There is a moment on the drive north from New York City when the landscape changes completely. The last strip malls and highway interchanges fall behind, the Thruway climbs, and suddenly the horizon fills with something that two hours ago seemed impossible: actual mountains. Blue-green ridges stacked against the sky, dark hemlock gorges cutting between them, and a silence so absolute it makes your ears ring after the city. The Catskills are only 100 miles from Times Square, but they might as well be 1,000. This is where New Yorkers have come to disappear into the wilderness for over two centuries, and the mountains have never once failed to deliver.

The Catskill Mountains are not the Rockies. They do not have the soaring alpine drama of the Sierras or the vast emptiness of the desert West. What they have is something more intimate and, in its own way, more powerful: a deeply layered landscape where old-growth forest, cascading waterfalls, wild trout streams, and small mountain towns exist in an ecosystem that feels both ancient and lived-in. The painters of the Hudson River School came here in the 1820s and declared these mountains sublime. The fly fishermen came in the 1860s and developed an entire sport on these streams. The Jewish resort owners came in the 1920s and built an entertainment empire. The hippies came in 1969 and held a little music festival at a farm in Bethel. And now a new generation is arriving — artists, chefs, brewers, and weekenders — drawn by the same thing that has always drawn people to these mountains: the promise that somewhere up there, in the hemlock shade beside a cold creek, the noise of the world falls away.

Kaaterskill Falls — New York’s Greatest Waterfall

Kaaterskill Falls is where the Catskills announce themselves. Two tiers of white water plunge 260 feet through a rock amphitheater draped in moss and fern — the tallest waterfall in New York State and one of the most painted landscapes in American history. Thomas Cole and Asher B. Durand set their easels here in the 1820s, and their canvases launched the Hudson River School of painting, America’s first major art movement. The falls have not changed.

The hike is short but rewarding — 1.4 miles round trip from the Route 23A trailhead, gaining about 400 feet of elevation on a well-maintained path. The upper viewing platform looks down into the gorge from the top of the falls. For the full experience, continue down to the base of the lower falls, where the pool collects in a natural amphitheater that feels like a cathedral carved by water. In spring, snowmelt turns the falls into a thundering spectacle. In summer, the flow softens to a lace curtain. In autumn, the surrounding maples blaze orange and red against the dark rock.

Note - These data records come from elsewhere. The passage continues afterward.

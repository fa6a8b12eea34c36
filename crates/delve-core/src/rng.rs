//! Random number generation for the generator.
//!
//! Uses a seeded ChaCha RNG for reproducibility: the same seed and the
//! same configuration replay the exact same level. The generator owns
//! one `GenRng` and threads it through placement, pathfinding, edge
//! routing, and marker scattering; there is no ambient RNG state.

use rand::{Rng, SeedableRng};
use rand_chacha::ChaCha8Rng;
use serde::{Deserialize, Serialize};

/// Generator random number stream.
///
/// Wraps ChaCha8Rng. Serialized as its seed only; deserializing yields a
/// fresh stream at the start of that seed.
#[derive(Debug, Clone)]
pub struct GenRng {
    rng: ChaCha8Rng,
    seed: u64,
}

impl Serialize for GenRng {
    fn serialize<S>(&self, serializer: S) -> Result<S::Ok, S::Error>
    where
        S: serde::Serializer,
    {
        self.seed.serialize(serializer)
    }
}

impl<'de> Deserialize<'de> for GenRng {
    fn deserialize<D>(deserializer: D) -> Result<Self, D::Error>
    where
        D: serde::Deserializer<'de>,
    {
        let seed = u64::deserialize(deserializer)?;
        Ok(GenRng::new(seed))
    }
}

impl GenRng {
    /// Create a new stream with the given seed.
    pub fn new(seed: u64) -> Self {
        Self {
            rng: ChaCha8Rng::seed_from_u64(seed),
            seed,
        }
    }

    /// Create a new stream with a random seed.
    pub fn from_entropy() -> Self {
        let seed = rand::random();
        Self::new(seed)
    }

    /// The seed this stream was created from.
    pub fn seed(&self) -> u64 {
        self.seed
    }

    /// Uniform integer in `0..n`. Returns 0 if n is 0.
    pub fn rn2(&mut self, n: u32) -> u32 {
        if n == 0 {
            return 0;
        }
        self.rng.gen_range(0..n)
    }

    /// Uniform float in `[0, hi)`. Returns 0.0 if hi is not positive.
    pub fn uniform(&mut self, hi: f32) -> f32 {
        if hi <= 0.0 {
            return 0.0;
        }
        self.rng.gen_range(0.0..hi)
    }

    /// Returns true with probability 1/n.
    pub fn one_in(&mut self, n: u32) -> bool {
        self.rn2(n) == 0
    }

    /// Choose a random element from a slice.
    pub fn choose<'a, T>(&mut self, items: &'a [T]) -> Option<&'a T> {
        if items.is_empty() {
            None
        } else {
            Some(&items[self.rn2(items.len() as u32) as usize])
        }
    }

    /// Shuffle a slice in place (Fisher-Yates).
    pub fn shuffle<T>(&mut self, items: &mut [T]) {
        for i in (1..items.len()).rev() {
            let j = self.rn2(i as u32 + 1) as usize;
            items.swap(i, j);
        }
    }
}

impl Default for GenRng {
    fn default() -> Self {
        Self::from_entropy()
    }
}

Arrive early, especially on summer and fall weekends. Kaaterskill is the most visited site in the Catskills, and the small trailhead parking lot fills by 9 AM on peak days. The DEC has improved the trail significantly in recent years with stone steps, viewing platforms, and erosion controls, but it still demands proper footwear — the rocks are slippery when wet, which they almost always are near the falls.

Slide Mountain — The Roof of the Catskills

At 4,180 feet, Slide Mountain is the highest peak in the Catskills and the anchor of the Catskill High Peaks. The trail from the Slide Mountain trailhead on County Route 47 climbs roughly 1,800 feet over 3 miles through one of the most extraordinary forest transitions in the Northeast. You begin in hardwood forest — beech, birch, maple — pass through a band of mixed spruce and fir, and emerge into a boreal summit forest of balsam fir that smells like Christmas and feels like Canada. The summit viewpoint, a rocky ledge through the trees, looks south across the Neversink Valley to a horizon of undulating ridges that stretches to the edge of sight.

The round trip takes 4 to 6 hours at a moderate pace. The trail is well-marked but rugged in sections — exposed roots, mud after rain, and a final push through dense spruce that narrows to a single-track corridor. This is not a casual stroll. But for anyone with moderate hiking fitness, it is the definitive Catskills summit experience.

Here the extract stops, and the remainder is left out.